Set down, character for character, everything in the records below from the line holding "filename src/application_port/review.rs" down to the line holding "filename src/infra_http/mod.rs", and no other line.
——————————
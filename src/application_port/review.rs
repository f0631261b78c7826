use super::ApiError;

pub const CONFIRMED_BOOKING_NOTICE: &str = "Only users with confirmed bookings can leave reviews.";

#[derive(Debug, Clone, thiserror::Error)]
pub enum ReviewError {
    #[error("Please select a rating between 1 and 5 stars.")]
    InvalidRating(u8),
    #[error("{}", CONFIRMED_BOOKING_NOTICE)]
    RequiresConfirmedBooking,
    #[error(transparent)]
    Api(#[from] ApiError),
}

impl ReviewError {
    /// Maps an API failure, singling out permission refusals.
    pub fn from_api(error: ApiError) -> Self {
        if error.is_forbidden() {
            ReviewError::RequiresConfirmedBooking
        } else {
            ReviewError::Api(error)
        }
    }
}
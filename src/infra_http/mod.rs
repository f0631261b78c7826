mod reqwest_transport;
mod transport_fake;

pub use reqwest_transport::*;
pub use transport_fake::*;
——————————
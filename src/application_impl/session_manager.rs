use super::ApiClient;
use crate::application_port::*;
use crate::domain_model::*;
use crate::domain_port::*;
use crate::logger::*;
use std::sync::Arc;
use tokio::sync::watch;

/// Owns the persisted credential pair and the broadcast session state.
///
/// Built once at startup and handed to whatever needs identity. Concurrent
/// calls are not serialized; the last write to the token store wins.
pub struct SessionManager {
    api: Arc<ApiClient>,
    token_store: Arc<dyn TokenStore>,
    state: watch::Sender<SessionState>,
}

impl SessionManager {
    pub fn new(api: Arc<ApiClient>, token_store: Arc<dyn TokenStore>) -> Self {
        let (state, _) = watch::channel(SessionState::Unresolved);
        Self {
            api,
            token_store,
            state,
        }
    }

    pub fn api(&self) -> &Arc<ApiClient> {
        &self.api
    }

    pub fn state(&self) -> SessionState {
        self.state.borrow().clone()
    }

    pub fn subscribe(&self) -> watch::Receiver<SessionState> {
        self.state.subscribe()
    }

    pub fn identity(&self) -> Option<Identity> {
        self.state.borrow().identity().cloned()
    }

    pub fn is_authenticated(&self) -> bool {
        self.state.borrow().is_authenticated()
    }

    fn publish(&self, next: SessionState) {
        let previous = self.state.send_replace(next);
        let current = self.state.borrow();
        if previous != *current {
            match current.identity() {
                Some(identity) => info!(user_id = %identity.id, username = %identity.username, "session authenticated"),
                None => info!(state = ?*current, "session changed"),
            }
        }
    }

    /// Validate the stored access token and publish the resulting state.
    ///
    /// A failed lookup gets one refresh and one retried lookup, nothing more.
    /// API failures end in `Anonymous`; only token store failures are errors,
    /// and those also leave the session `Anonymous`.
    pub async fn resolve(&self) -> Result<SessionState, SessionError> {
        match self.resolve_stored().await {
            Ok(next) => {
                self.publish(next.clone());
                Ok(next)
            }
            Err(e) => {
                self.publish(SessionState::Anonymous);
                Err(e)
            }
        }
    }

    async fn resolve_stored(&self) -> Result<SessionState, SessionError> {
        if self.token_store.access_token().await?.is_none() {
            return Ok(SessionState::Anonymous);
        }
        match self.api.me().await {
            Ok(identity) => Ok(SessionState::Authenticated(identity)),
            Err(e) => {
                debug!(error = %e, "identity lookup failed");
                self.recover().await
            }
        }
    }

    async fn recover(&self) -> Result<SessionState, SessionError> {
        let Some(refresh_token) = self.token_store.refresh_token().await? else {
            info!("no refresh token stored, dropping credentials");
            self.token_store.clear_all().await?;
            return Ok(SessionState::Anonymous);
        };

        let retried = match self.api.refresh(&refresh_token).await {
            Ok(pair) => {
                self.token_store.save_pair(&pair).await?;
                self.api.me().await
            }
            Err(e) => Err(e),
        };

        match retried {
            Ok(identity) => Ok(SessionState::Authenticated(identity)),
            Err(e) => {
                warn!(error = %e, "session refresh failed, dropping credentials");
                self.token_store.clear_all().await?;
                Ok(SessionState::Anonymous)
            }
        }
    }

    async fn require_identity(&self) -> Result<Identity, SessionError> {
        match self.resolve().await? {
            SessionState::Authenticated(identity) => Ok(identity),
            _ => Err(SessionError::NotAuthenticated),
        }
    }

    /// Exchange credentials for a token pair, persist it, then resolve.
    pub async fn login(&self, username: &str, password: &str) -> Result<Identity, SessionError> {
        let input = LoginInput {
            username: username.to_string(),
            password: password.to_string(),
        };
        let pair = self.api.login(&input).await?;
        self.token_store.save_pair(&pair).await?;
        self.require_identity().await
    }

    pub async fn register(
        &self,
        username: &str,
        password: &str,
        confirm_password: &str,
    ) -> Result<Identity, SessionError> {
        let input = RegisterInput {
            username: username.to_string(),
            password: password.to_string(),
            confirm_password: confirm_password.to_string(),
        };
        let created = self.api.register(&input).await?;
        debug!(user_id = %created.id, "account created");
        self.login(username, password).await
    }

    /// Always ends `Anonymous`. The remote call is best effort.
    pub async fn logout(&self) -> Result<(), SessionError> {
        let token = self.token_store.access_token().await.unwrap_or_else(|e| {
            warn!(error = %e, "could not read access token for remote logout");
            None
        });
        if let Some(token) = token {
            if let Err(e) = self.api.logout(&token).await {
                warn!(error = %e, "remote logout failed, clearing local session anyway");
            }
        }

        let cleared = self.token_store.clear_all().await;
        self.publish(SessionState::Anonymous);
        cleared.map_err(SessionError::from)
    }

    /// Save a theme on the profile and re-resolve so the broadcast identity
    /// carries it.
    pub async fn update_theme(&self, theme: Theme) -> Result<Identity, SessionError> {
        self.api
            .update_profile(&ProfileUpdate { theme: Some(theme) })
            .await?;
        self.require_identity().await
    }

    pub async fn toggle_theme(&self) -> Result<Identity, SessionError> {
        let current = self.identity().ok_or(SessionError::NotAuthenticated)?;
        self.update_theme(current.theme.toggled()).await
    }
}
——————————
### EXERCISE ANSWER
filename src/application_port/review.rs
repository f0631261b78c7826
use super::ApiError;

pub const CONFIRMED_BOOKING_NOTICE: &str = "Only users with confirmed bookings can leave reviews.";

#[derive(Debug, Clone, thiserror::Error)]
pub enum ReviewError {
    #[error("Please select a rating between 1 and 5 stars.")]
    InvalidRating(u8),
    #[error("{}", CONFIRMED_BOOKING_NOTICE)]
    RequiresConfirmedBooking,
    #[error(transparent)]
    Api(#[from] ApiError),
}

impl ReviewError {
    /// Maps an API failure, singling out permission refusals.
    pub fn from_api(error: ApiError) -> Self {
        if error.is_forbidden() {
            ReviewError::RequiresConfirmedBooking
        } else {
            ReviewError::Api(error)
        }
    }
}
filename src/infra_http/mod.rs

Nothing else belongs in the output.